Another meeting with Ben Cline

Another reminder why Congressman Cline dreads holding in-person town halls open to all his constituents.

An account of a meeting with Cline by Rodney Grandon in The Winchester Star.

My spouse, daughter-in-law, and I recently met with Congressman Ben Cline at his Winchester office. We appreciate the opportunity to share our concerns with Cline, and to hear directly from the congressman.

We were left, however, with the solid impression that as a “conservative in a conservative district” (paraphrasing Cline) he is indifferent to the current chaos unleashed by the Trump administration and to the adverse impact Republican budget plans will have on the 6th Congressional District.

Given limited time with Congressman Cline, we focused on three issues: (1) the adverse impact of Trump’s executive actions and the current defunding plans floated by the White House and Congressional Republicans; (2) the specific impact of Republican spending plans on vulnerable women and children (proposed cuts to Medicaid being among the most hurtful); and (3) Trump’s attack on the Rule of Law.

Among our takeaways: Mr. Cline supports the terror campaign launched by the Trump administration against the federal workforce. He noted that the speed of the cuts was more important than having a merit-based, strategic focus for resizing the federal workforce. While he seemed willing to offer constituent services to those who have lost or may lose their jobs, he is not going to do anything to protect his constituents from Trump’s whims. The question remains whether Cline will step up when the lack of talent crashes the functioning of critical government services.

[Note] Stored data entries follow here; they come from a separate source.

//! Output formatting for CLI commands.

use serde::{Deserialize, Serialize};

use crate::classifier::{Explanation, LabelScore};
use crate::cli::args::{GlaiveArgs, OutputFormat};
use crate::error::Result;

/// Result of the `train` command.
#[derive(Debug, Serialize, Deserialize)]
pub struct TrainingSummary {
    pub model_path: String,
    pub examples: usize,
    pub intents: usize,
    pub features: usize,
    pub iterations: usize,
    pub final_error: Option<f64>,
    pub state: String,
    pub duration_ms: u64,
}

/// Result of the `classify` command.
#[derive(Debug, Serialize, Deserialize)]
pub struct ClassificationOutput {
    pub text: String,
    pub features: Vec<String>,
    pub intents: Vec<LabelScore>,
}

/// Result of the `info` command.
#[derive(Debug, Serialize, Deserialize)]
pub struct ModelInfo {
    pub path: String,
    pub locale: String,
    pub trained_at: String,
    pub training_examples: usize,
    pub iterations: usize,
    pub final_error: Option<f64>,
    pub labels: Vec<String>,
    pub feature_count: usize,
    pub none_feature: bool,
    #[serde(skip_serializing_if = "Option::is_none")]
    pub features: Option<Vec<String>>,
}

/// Human-readable rendering of a command result.
pub trait HumanReadable {
    fn to_human(&self) -> String;
}

impl HumanReadable for TrainingSummary {
    fn to_human(&self) -> String {
        let error = self
            .final_error
            .map_or_else(|| "n/a".to_string(), |e| format!("{e:.8}"));
        format!(
            "Model: {}\nExamples: {}\nIntents: {}\nFeatures: {}\nIterations: {} ({})\nFinal error: {}\nTraining time: {}ms",
            self.model_path,
            self.examples,
            self.intents,
            self.features,
            self.iterations,
            self.state,
            error,
            self.duration_ms
        )
    }
}

impl HumanReadable for ClassificationOutput {
    fn to_human(&self) -> String {
        let mut lines = vec![format!("\"{}\"", self.text)];
        for (rank, score) in self.intents.iter().enumerate() {
            lines.push(format!(
                "{:>3}. {:<24} {:.4}",
                rank + 1,
                score.label,
                score.score
            ));
        }
        lines.join("\n")
    }
}

impl HumanReadable for Explanation {
    fn to_human(&self) -> String {
        let mut lines = vec![format!("Intent: {}", self.label)];
        for c in &self.contributions {
            lines.push(format!(
                "  {:<24} {:>10.4} x {:<8.4} = {:>10.4}",
                c.feature, c.weight, c.value, c.contribution
            ));
        }
        lines.push(format!("  {:<24} {:>10.4}", "(bias)", self.bias));
        lines.push(format!("  {:<24} {:>10.4}", "raw score", self.raw_score));
        lines.join("\n")
    }
}

impl HumanReadable for ModelInfo {
    fn to_human(&self) -> String {
        let error = self
            .final_error
            .map_or_else(|| "n/a".to_string(), |e| format!("{e:.8}"));
        let mut lines = vec![
            format!("Model: {}", self.path),
            format!("Locale: {}", self.locale),
            format!("Trained at: {}", self.trained_at),
            format!("Training examples: {}", self.training_examples),
            format!("Iterations: {}", self.iterations),
            format!("Final error: {error}"),
            format!("Features: {}", self.feature_count),
            format!("None-feature: {}", if self.none_feature { "yes" } else { "no" }),
            format!("Intents: [{}]", self.labels.join(", ")),
        ];
        if let Some(features) = &self.features {
            lines.push(format!("Feature keys: [{}]", features.join(", ")));
        }
        lines.join("\n")
    }
}

/// Render a result in the requested format.
pub fn render<T: Serialize + HumanReadable>(result: &T, args: &GlaiveArgs) -> Result<String> {
    match args.output_format {
        OutputFormat::Human => Ok(result.to_human()),
        OutputFormat::Json if args.pretty => Ok(serde_json::to_string_pretty(result)?),
        OutputFormat::Json => Ok(serde_json::to_string(result)?),
    }
}

/// Output a result in the specified format.
pub fn output_result<T: Serialize + HumanReadable>(
    message: &str,
    result: &T,
    args: &GlaiveArgs,
) -> Result<()> {
    if args.output_format == OutputFormat::Human && args.verbosity() > 1 {
        println!("{message}");
        println!();
    }
    println!("{}", render(result, args)?);
    Ok(())
}
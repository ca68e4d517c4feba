//! Training hyperparameters.

use std::collections::HashMap;
use std::path::Path;

use serde::{Deserialize, Serialize};

use crate::error::{GlaiveError, Result};

/// How scoring-unit weights are initialized before the first iteration.
#[derive(Debug, Clone, Default, PartialEq, Serialize, Deserialize)]
#[serde(rename_all = "snake_case")]
pub enum WeightInit {
    /// All weights and biases start at 0.
    #[default]
    Zeros,
    /// Weights drawn uniformly from `[-scale, scale)` with a fixed seed.
    Uniform {
        /// Half-width of the sampling interval.
        scale: f64,
        /// RNG seed; the same seed always yields the same weights.
        seed: u64,
    },
}

/// Settings of the synthetic none-feature.
#[derive(Debug, Clone, PartialEq, Serialize, Deserialize)]
#[serde(default)]
pub struct NoneFeatureConfig {
    /// Whether the none-feature is used when a locale has no override.
    pub enabled: bool,
    /// Per-locale overrides.
    pub locales: HashMap<String, bool>,
    /// Input value of the synthetic none example.
    pub value: f64,
    /// First increment of the inference none-feature value.
    ///
    /// When unset, training resolves it to the number of corpus intents over
    /// the number of corpus features and stores the result in the model.
    pub delta: Option<f64>,
}

impl Default for NoneFeatureConfig {
    fn default() -> Self {
        Self {
            enabled: true,
            locales: HashMap::new(),
            value: 1.0,
            delta: None,
        }
    }
}

impl NoneFeatureConfig {
    /// Whether the none-feature applies to `locale`.
    pub fn enabled_for(&self, locale: &str) -> bool {
        self.locales.get(locale).copied().unwrap_or(self.enabled)
    }
}

/// Hyperparameters of a training run.
///
/// Every field has a default, so partial JSON documents are accepted.
#[derive(Debug, Clone, PartialEq, Serialize, Deserialize)]
#[serde(default)]
pub struct TrainingConfig {
    /// Locale of the corpus; selects the none-feature override.
    pub locale: String,
    /// Base learning rate.
    pub learning_rate: f64,
    /// Fraction of the previous change re-applied to each weight.
    pub momentum: f64,
    /// Learning rate decay: `lr / (1 + decay * iteration)`.
    pub decay: f64,
    /// Hard cap on the number of iterations.
    pub max_iterations: usize,
    /// Adaptive mode stops once the aggregate error is at or below this.
    pub error_threshold: f64,
    /// Adaptive mode stops once the error changes by at most this.
    pub delta_error_threshold: f64,
    /// Ignore the error trend and always run `max_iterations` iterations.
    pub fixed_error: bool,
    /// Error scale on None-targeted examples, and growth factor of the
    /// inference none-feature per unknown token.
    pub none_delta_multiplier: f64,
    /// Synthetic none-feature settings.
    pub none_feature: NoneFeatureConfig,
    /// Weight initialization.
    pub weight_init: WeightInit,
}

impl Default for TrainingConfig {
    fn default() -> Self {
        Self {
            locale: "en".to_string(),
            learning_rate: 0.6,
            momentum: 0.5,
            decay: 0.001,
            max_iterations: 20_000,
            error_threshold: 0.00005,
            delta_error_threshold: 0.000001,
            fixed_error: false,
            none_delta_multiplier: 1.2,
            none_feature: NoneFeatureConfig::default(),
            weight_init: WeightInit::Zeros,
        }
    }
}

impl TrainingConfig {
    /// Load a configuration from a JSON file.
    pub fn from_file<P: AsRef<Path>>(path: P) -> Result<Self> {
        let content = std::fs::read_to_string(path)?;
        let config: TrainingConfig = serde_json::from_str(&content)?;
        config.validate()?;
        Ok(config)
    }

    /// Reject hyperparameter values training cannot work with.
    pub fn validate(&self) -> Result<()> {
        if !self.learning_rate.is_finite() || self.learning_rate <= 0.0 {
            return Err(GlaiveError::config(format!(
                "learning_rate must be a positive number, got {}",
                self.learning_rate
            )));
        }
        if !(0.0..1.0).contains(&self.momentum) {
            return Err(GlaiveError::config(format!(
                "momentum must be in [0, 1), got {}",
                self.momentum
            )));
        }
        if !self.decay.is_finite() || self.decay < 0.0 {
            return Err(GlaiveError::config(format!(
                "decay must be non-negative, got {}",
                self.decay
            )));
        }
        if self.max_iterations == 0 {
            return Err(GlaiveError::config("max_iterations must be at least 1"));
        }
        if self.error_threshold < 0.0 || self.delta_error_threshold < 0.0 {
            return Err(GlaiveError::config("error thresholds must be non-negative"));
        }
        if !self.none_delta_multiplier.is_finite() || self.none_delta_multiplier <= 0.0 {
            return Err(GlaiveError::config(format!(
                "none_delta_multiplier must be positive, got {}",
                self.none_delta_multiplier
            )));
        }
        if !self.none_feature.value.is_finite() || self.none_feature.value <= 0.0 {
            return Err(GlaiveError::config("none_feature.value must be positive"));
        }
        if let Some(delta) = self.none_feature.delta
            && (!delta.is_finite() || delta <= 0.0)
        {
            return Err(GlaiveError::config(format!(
                "none_feature.delta must be positive, got {delta}"
            )));
        }
        if let WeightInit::Uniform { scale, .. } = self.weight_init
            && (!scale.is_finite() || scale <= 0.0)
        {
            return Err(GlaiveError::config(format!(
                "uniform weight init scale must be positive, got {scale}"
            )));
        }
        Ok(())
    }

    /// Thresholds actually applied for a model with `label_count` labels.
    ///
    /// Adaptive mode loosens both thresholds past 50 labels.
    pub fn effective_thresholds(&self, label_count: usize) -> (f64, f64) {
        if !self.fixed_error && label_count > 50 {
            let scale = 50.0 / label_count as f64;
            (
                self.error_threshold * scale,
                self.delta_error_threshold * scale,
            )
        } else {
            (self.error_threshold, self.delta_error_threshold)
        }
    }

    /// Learning rate at a 1-based iteration.
    pub fn learning_rate_at(&self, iteration: usize) -> f64 {
        self.learning_rate / (1.0 + self.decay * iteration as f64)
    }
}
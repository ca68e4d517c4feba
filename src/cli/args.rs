//! Command line argument parsing for the Glaive CLI using clap.

use std::path::PathBuf;

use clap::{Parser, Subcommand, ValueEnum};
use serde::{Deserialize, Serialize};

/// Glaive - train and query linear intent classifiers
#[derive(Parser, Debug, Clone)]
#[command(name = "glaive")]
#[command(about = "Train and query linear intent classifiers")]
#[command(version = env!("CARGO_PKG_VERSION"))]
#[command(long_about = None)]
pub struct GlaiveArgs {
    /// Verbosity level (0=quiet, 1=normal, 2=verbose, 3=debug)
    #[arg(short, long, action = clap::ArgAction::Count, global = true)]
    pub verbose: u8,

    /// Quiet mode (overrides verbose)
    #[arg(short, long, global = true)]
    pub quiet: bool,

    /// Output format
    #[arg(short = 'f', long = "format", default_value = "human", global = true)]
    pub output_format: OutputFormat,

    /// Pretty-print JSON output
    #[arg(long, global = true)]
    pub pretty: bool,

    /// Subcommand to execute
    #[command(subcommand)]
    pub command: Command,
}

impl GlaiveArgs {
    /// Get the effective verbosity level
    pub fn verbosity(&self) -> u8 {
        if self.quiet {
            0
        } else {
            match self.verbose {
                0 => 1,
                n => n,
            }
        }
    }
}

/// Available CLI commands
#[derive(Subcommand, Debug, Clone)]
pub enum Command {
    /// Train a model from a corpus document
    Train(TrainArgs),

    /// Rank intents for an utterance
    Classify(ClassifyArgs),

    /// Show how an intent's score for an utterance is composed
    Explain(ExplainArgs),

    /// Show model information
    Info(InfoArgs),
}

/// Arguments for training a model
#[derive(Parser, Debug, Clone)]
pub struct TrainArgs {
    /// Corpus document (JSON)
    #[arg(value_name = "CORPUS")]
    pub corpus: PathBuf,

    /// Where to write the trained model
    #[arg(short, long, value_name = "MODEL")]
    pub output: PathBuf,

    /// Training configuration file (JSON)
    #[arg(short, long, value_name = "CONFIG_FILE")]
    pub config: Option<PathBuf>,

    /// Always run the full iteration count
    #[arg(long)]
    pub fixed_error: bool,

    /// Maximum number of training iterations
    #[arg(long, value_name = "N")]
    pub max_iterations: Option<usize>,

    /// Write a bincode snapshot instead of JSON
    #[arg(long)]
    pub binary: bool,

    /// Report training progress every N iterations
    #[arg(long, value_name = "N")]
    pub progress: Option<usize>,
}

/// Arguments for classifying an utterance
#[derive(Parser, Debug, Clone)]
pub struct ClassifyArgs {
    /// Trained model file
    #[arg(value_name = "MODEL")]
    pub model: PathBuf,

    /// Utterance to classify
    #[arg(value_name = "TEXT")]
    pub text: String,

    /// Number of intents to show
    #[arg(short = 'n', long, default_value = "5")]
    pub top: usize,

    /// Locale of the utterance (defaults to the model's locale)
    #[arg(short, long)]
    pub locale: Option<String>,
}

/// Arguments for explaining a score
#[derive(Parser, Debug, Clone)]
pub struct ExplainArgs {
    /// Trained model file
    #[arg(value_name = "MODEL")]
    pub model: PathBuf,

    /// Utterance to explain
    #[arg(value_name = "TEXT")]
    pub text: String,

    /// Intent whose score is explained
    #[arg(value_name = "INTENT")]
    pub intent: String,

    /// Locale of the utterance (defaults to the model's locale)
    #[arg(short, long)]
    pub locale: Option<String>,
}

/// Arguments for showing model information
#[derive(Parser, Debug, Clone)]
pub struct InfoArgs {
    /// Trained model file
    #[arg(value_name = "MODEL")]
    pub model: PathBuf,

    /// Also list every feature key
    #[arg(long)]
    pub features: bool,
}

/// Output formats
#[derive(ValueEnum, Debug, Clone, Copy, PartialEq, Eq, Serialize, Deserialize)]
#[serde(rename_all = "lowercase")]
pub enum OutputFormat {
    /// Human-readable output
    Human,
    /// JSON output
    Json,
}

Cline remains committed to gutting expanded access to health care through Medicaid, a successful initiative under the Affordable Care Act. His position seems particularly callous, noting a recent report from VPM that “one-third of Virginia’s rural hospitals are operating in the red.” That report further explained that these rural hospitals “serve populations that are older, with higher rates of chronic illness and poverty. Many of their patients have a greater reliance on government-funded health insurance programs like Medicaid and Medicare . . . .” Moreover, he seems uninterested in the health care challenges specific to women and children (e.g., access to maternity care and nutrition programs).

Concerning the Rule of Law, Cline trumpets the Trump line: “activist” judges are inappropriately halting Trump’s assaults on our Constitution. Cline ignores the fact that those judges were appointed by, among others, Presidents Reagan, Bush, and Trump himself. The reality is, as many courts have concluded, Trump’s assault on the personal freedoms of our citizens, law firms, universities, federal agencies, federal contractors and grant recipients, and on non-citizens (to name but a few of his targets), are unconstitutional or otherwise unlawful, frequently lacking any factual or legal foundation for the attack. (For example, using the Alien Enemies Act to deport people in the complete absence of any war or falsely claiming “national emergencies.”)

Trump’s goal is to accumulate executive power at the expense of our nation’s people and institutions. No president, whether Republican or Democrat, should have such unfettered power. If Cline really supports the Rule of Law, he needs to turn his sights on the dangerous excesses of the Trump administration.